TASK DETAILS
Tally up the lines below that contain the word "path" and give the total alone.

PROVIDED DATA
┌────────

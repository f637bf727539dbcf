//! Interaction handlers: open, close, use, read, pull, push, climb.
//!
//! Open and close share one state-change core that serves both door items
//! and containers. `use X on Y` consults the target's configured
//! `item_use_reactions` through the dispatcher, falling back to the item's
//! own reactions and finally to a shrug.

use crate::accessor::StateAccessor;
use crate::action::{HandlerResult, ParsedAction, WordRef};
use crate::behavior::{BehaviorModule, EventContext, HandlerFn};
use crate::handlers::movement::{named_exit_direction, traverse_exit};
use crate::handlers::{actor_and_location, display_name, item_data, require_object};
use crate::search::{find_accessible_item, find_actor_by_name, find_door_with_adjective};
use crate::vocab::{NounDef, VerbDef, Vocabulary};

use skein_data::{ActorId, EntityRef, ItemId, Value};
use std::collections::BTreeMap;

pub fn module() -> BehaviorModule {
    BehaviorModule {
        path: "core.interaction",
        vocabulary: Vocabulary {
            verbs: vec![
                VerbDef::new("open").requires_object().fires("on_open"),
                VerbDef::new("close")
                    .with_synonyms(&["shut"])
                    .requires_object()
                    .fires("on_close")
                    .brief(),
                VerbDef::new("use").requires_object().fires("on_use"),
                VerbDef::new("read").requires_object().fires("on_read"),
                VerbDef::new("pull").with_synonyms(&["yank"]).requires_object().fires("on_pull"),
                VerbDef::new("push")
                    .with_synonyms(&["press", "shove"])
                    .requires_object()
                    .fires("on_push"),
                VerbDef::new("climb").with_synonyms(&["scale"]).requires_object().fires("on_climb"),
            ],
            adjectives: vec![NounDef::new("open")],
            ..Vocabulary::default()
        },
        handlers: vec![
            ("open", handle_open as HandlerFn),
            ("close", handle_close as HandlerFn),
            ("use", handle_use as HandlerFn),
            ("read", handle_read as HandlerFn),
            ("pull", handle_pull as HandlerFn),
            ("push", handle_push as HandlerFn),
            ("climb", handle_climb as HandlerFn),
        ],
        ..BehaviorModule::default()
    }
}

fn changes(pairs: &[(&str, Value)]) -> BTreeMap<String, Value> {
    pairs.iter().map(|(k, v)| ((*k).to_string(), v.clone())).collect()
}

/// Locate an openable target: smart door selection first when the player
/// just says "door", then the general accessible-item search.
fn find_openable(
    accessor: &StateAccessor,
    action: &ParsedAction,
    actor_id: &ActorId,
    verb: &str,
) -> Result<ItemId, HandlerResult> {
    let object = require_object(action, &format!("What do you want to {verb}?"))?;
    let adjective = action.adjective.as_deref();
    let location_id = accessor
        .get_actor(actor_id)
        .map(|a| a.location.clone())
        .unwrap_or_default();

    if let Some(door_id) = find_door_with_adjective(accessor, object, adjective, &location_id, actor_id, verb) {
        return Ok(door_id);
    }
    find_accessible_item(accessor, object, actor_id, adjective).ok_or_else(|| {
        HandlerResult::failure(format!(
            "You don't see any {} here.",
            display_name(Some(object), adjective)
        ))
    })
}

/// One core for open/close across doors and containers.
fn change_open_state(
    accessor: &mut StateAccessor,
    item_id: &ItemId,
    actor_id: &ActorId,
    open: bool,
    verb: &str,
) -> HandlerResult {
    let Some(item) = accessor.get_item(item_id) else {
        return HandlerResult::failure("Something is inconsistent here: that thing vanished.".to_string());
    };
    let name = item.name.clone();
    let state_word = if open { "open" } else { "closed" };

    let (currently_open, locked, facet) = if let Some(door) = &item.door {
        (door.open, door.locked, "door")
    } else if let Some(container) = &item.container {
        if container.is_surface {
            return HandlerResult::failure(format!("The {name} has nothing to {verb}."));
        }
        (container.open, container.locked, "container")
    } else {
        return HandlerResult::failure(format!("You can't {verb} the {name}."));
    };

    if currently_open == open {
        return HandlerResult::failure(format!("The {name} is already {state_word}."));
    }
    if open && locked {
        return HandlerResult::failure(format!("The {name} is locked."));
    }

    let path = format!("{facet}.open");
    let result = accessor.update(
        &EntityRef::Item(item_id.clone()),
        &changes(&[(path.as_str(), Value::Bool(open))]),
        Some(verb),
        Some(actor_id),
    );
    if !result.success {
        return HandlerResult::failure(
            result
                .message
                .unwrap_or_else(|| format!("The {name} won't budge.")),
        );
    }

    let mut reply = HandlerResult::success(format!("You {verb} the {name}."))
        .append(result.message.as_deref().unwrap_or(""));
    // opening a container reveals what's inside
    if open && facet == "container" {
        let contents: Vec<String> = accessor
            .get_items_in_container(item_id)
            .into_iter()
            .map(|inner| inner.name.clone())
            .collect();
        if !contents.is_empty() {
            reply = reply.with_beat(format!("Inside you see: {}.", contents.join(", ")));
        }
    }
    reply.with_data(item_data(accessor, item_id))
}

pub fn handle_open(accessor: &mut StateAccessor, action: &ParsedAction) -> HandlerResult {
    let (actor_id, _) = match actor_and_location(accessor, action) {
        Ok(pair) => pair,
        Err(failure) => return failure,
    };
    match find_openable(accessor, action, &actor_id, "open") {
        Ok(item_id) => change_open_state(accessor, &item_id, &actor_id, true, "open"),
        Err(failure) => failure,
    }
}

pub fn handle_close(accessor: &mut StateAccessor, action: &ParsedAction) -> HandlerResult {
    let (actor_id, _) = match actor_and_location(accessor, action) {
        Ok(pair) => pair,
        Err(failure) => return failure,
    };
    match find_openable(accessor, action, &actor_id, "close") {
        Ok(item_id) => change_open_state(accessor, &item_id, &actor_id, false, "close"),
        Err(failure) => failure,
    }
}

/// Generic single-object interaction: find the item, fire the verb's
/// event, compose the base message with any behavior feedback.
fn generic_interaction(
    accessor: &mut StateAccessor,
    action: &ParsedAction,
    required_property: Option<&str>,
    message: impl Fn(&skein_data::Item) -> String,
) -> HandlerResult {
    let (actor_id, _) = match actor_and_location(accessor, action) {
        Ok(pair) => pair,
        Err(failure) => return failure,
    };
    let object = match require_object(action, &format!("What do you want to {}?", action.verb)) {
        Ok(word) => word,
        Err(failure) => return failure,
    };
    let adjective = action.adjective.as_deref();

    let Some(item_id) = find_accessible_item(accessor, object, &actor_id, adjective) else {
        return HandlerResult::failure(format!(
            "You don't see any {} here.",
            display_name(Some(object), adjective)
        ));
    };
    let item = accessor.get_item(&item_id).expect("item was just found");
    if let Some(property) = required_property {
        if !item.prop_bool(property) {
            return HandlerResult::failure(format!("You can't {} the {}.", action.verb, item.name));
        }
    }
    let base = message(item);

    let result = accessor.update(
        &EntityRef::Item(item_id.clone()),
        &BTreeMap::new(),
        Some(&action.verb),
        Some(&actor_id),
    );
    if !result.success {
        return HandlerResult::failure(result.message.unwrap_or_else(|| "Nothing happens.".to_string()));
    }
    HandlerResult::success(base)
        .append(result.message.as_deref().unwrap_or(""))
        .with_data(item_data(accessor, &item_id))
}

/// `use X` alone is a generic interaction; `use X on Y` consults
/// item-use reactions on the target, then on the item itself.
pub fn handle_use(accessor: &mut StateAccessor, action: &ParsedAction) -> HandlerResult {
    if action.indirect_object.is_some() {
        return use_on_target(accessor, action);
    }
    generic_interaction(accessor, action, None, |item| format!("You use the {}.", item.name))
}

fn use_on_target(accessor: &mut StateAccessor, action: &ParsedAction) -> HandlerResult {
    let (actor_id, _) = match actor_and_location(accessor, action) {
        Ok(pair) => pair,
        Err(failure) => return failure,
    };
    let object = match require_object(action, "What do you want to use?") {
        Ok(word) => word,
        Err(failure) => return failure,
    };
    let target_word = action.indirect_object.as_ref().expect("checked by handle_use");
    let target_adj = action.indirect_adjective.as_deref();

    let Some(item_id) = find_accessible_item(accessor, object, &actor_id, action.adjective.as_deref()) else {
        return HandlerResult::failure(format!(
            "You don't see any {} here.",
            display_name(Some(object), action.adjective.as_deref())
        ));
    };
    let item_name = accessor.get_item(&item_id).map(|i| i.name.clone()).unwrap_or_default();

    // the target may be an item or an actor
    let target_ref: Option<(EntityRef, String)> =
        if let Some(target_item) = find_accessible_item(accessor, target_word, &actor_id, target_adj) {
            let name = accessor
                .get_item(&target_item)
                .map(|i| i.name.clone())
                .unwrap_or_default();
            Some((EntityRef::Item(target_item), name))
        } else if let Some(target_actor) = find_actor_by_name(accessor, target_word, &actor_id) {
            let name = accessor
                .get_actor(&target_actor)
                .map(|a| a.name.clone())
                .unwrap_or_default();
            Some((EntityRef::Actor(target_actor), name))
        } else {
            None
        };
    let Some((target, target_name)) = target_ref else {
        return HandlerResult::failure(format!(
            "You don't see any {} here.",
            display_name(Some(target_word), target_adj)
        ));
    };

    let context = EventContext {
        actor_id: Some(actor_id.clone()),
        ..EventContext::default()
    }
    .with_extra("used_item", item_id.as_str())
    .with_extra("target", target.id_str());

    // target's configured reactions first, then the item's self-reactions
    let reaction = accessor.invoke_behavior(&target, "on_item_used", &context);
    if let Some(feedback) = reaction.feedback {
        return if reaction.allow {
            HandlerResult::success(feedback).with_data(item_data(accessor, &item_id))
        } else {
            HandlerResult::failure(feedback)
        };
    }
    let self_reaction = accessor.invoke_behavior(&EntityRef::Item(item_id.clone()), "on_item_used", &context);
    if let Some(feedback) = self_reaction.feedback {
        return if self_reaction.allow {
            HandlerResult::success(feedback).with_data(item_data(accessor, &item_id))
        } else {
            HandlerResult::failure(feedback)
        };
    }

    HandlerResult::success(format!(
        "You use the {item_name} on the {target_name}. Nothing special happens."
    ))
}

pub fn handle_read(accessor: &mut StateAccessor, action: &ParsedAction) -> HandlerResult {
    generic_interaction(accessor, action, Some("readable"), |item| {
        match item.prop_str("text") {
            Some(text) => format!("You read the {}: {text}", item.name),
            None => format!("You read the {}.", item.name),
        }
    })
}

pub fn handle_pull(accessor: &mut StateAccessor, action: &ParsedAction) -> HandlerResult {
    generic_interaction(accessor, action, None, |item| format!("You pull the {}.", item.name))
}

pub fn handle_push(accessor: &mut StateAccessor, action: &ParsedAction) -> HandlerResult {
    generic_interaction(accessor, action, None, |item| format!("You push the {}.", item.name))
}

/// Two-layer climb: a named exit wins (climb is then movement), otherwise
/// a climbable item sets posture and focus.
pub fn handle_climb(accessor: &mut StateAccessor, action: &ParsedAction) -> HandlerResult {
    let (actor_id, location_id) = match actor_and_location(accessor, action) {
        Ok(pair) => pair,
        Err(failure) => return failure,
    };
    let object = match require_object(action, "What do you want to climb?") {
        Ok(word) => word,
        Err(failure) => return failure,
    };

    if let Some(direction) = named_exit_direction(accessor, &location_id, object) {
        return traverse_exit(accessor, &actor_id, &location_id, &direction);
    }

    let adjective = action.adjective.as_deref();
    let Some(item_id) = find_accessible_item(accessor, object, &actor_id, adjective) else {
        return HandlerResult::failure(format!(
            "You don't see any {} here.",
            display_name(Some(object), adjective)
        ));
    };
    let item = accessor.get_item(&item_id).expect("item was just found");
    let item_name = item.name.clone();
    if !item.prop_bool("climbable") {
        return HandlerResult::failure(format!("You can't climb the {item_name}."));
    }

    let result = accessor.update(
        &EntityRef::Actor(actor_id.clone()),
        &changes(&[
            ("posture", Value::from("climbing")),
            ("focused_on", Value::from(item_id.as_str())),
        ]),
        Some("climb"),
        Some(&actor_id),
    );
    if !result.success {
        return HandlerResult::failure(result.message.unwrap_or_default());
    }
    let mut reply = HandlerResult::success(format!("You climb the {item_name}."))
        .append(result.message.as_deref().unwrap_or(""));
    reply.data = Some(crate::action::NarrationData {
        id: Some(item_id.0.clone()),
        posture: Some("climbing".to_string()),
        ..crate::action::NarrationData::default()
    });
    reply
}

└────────

TASK RESULT
3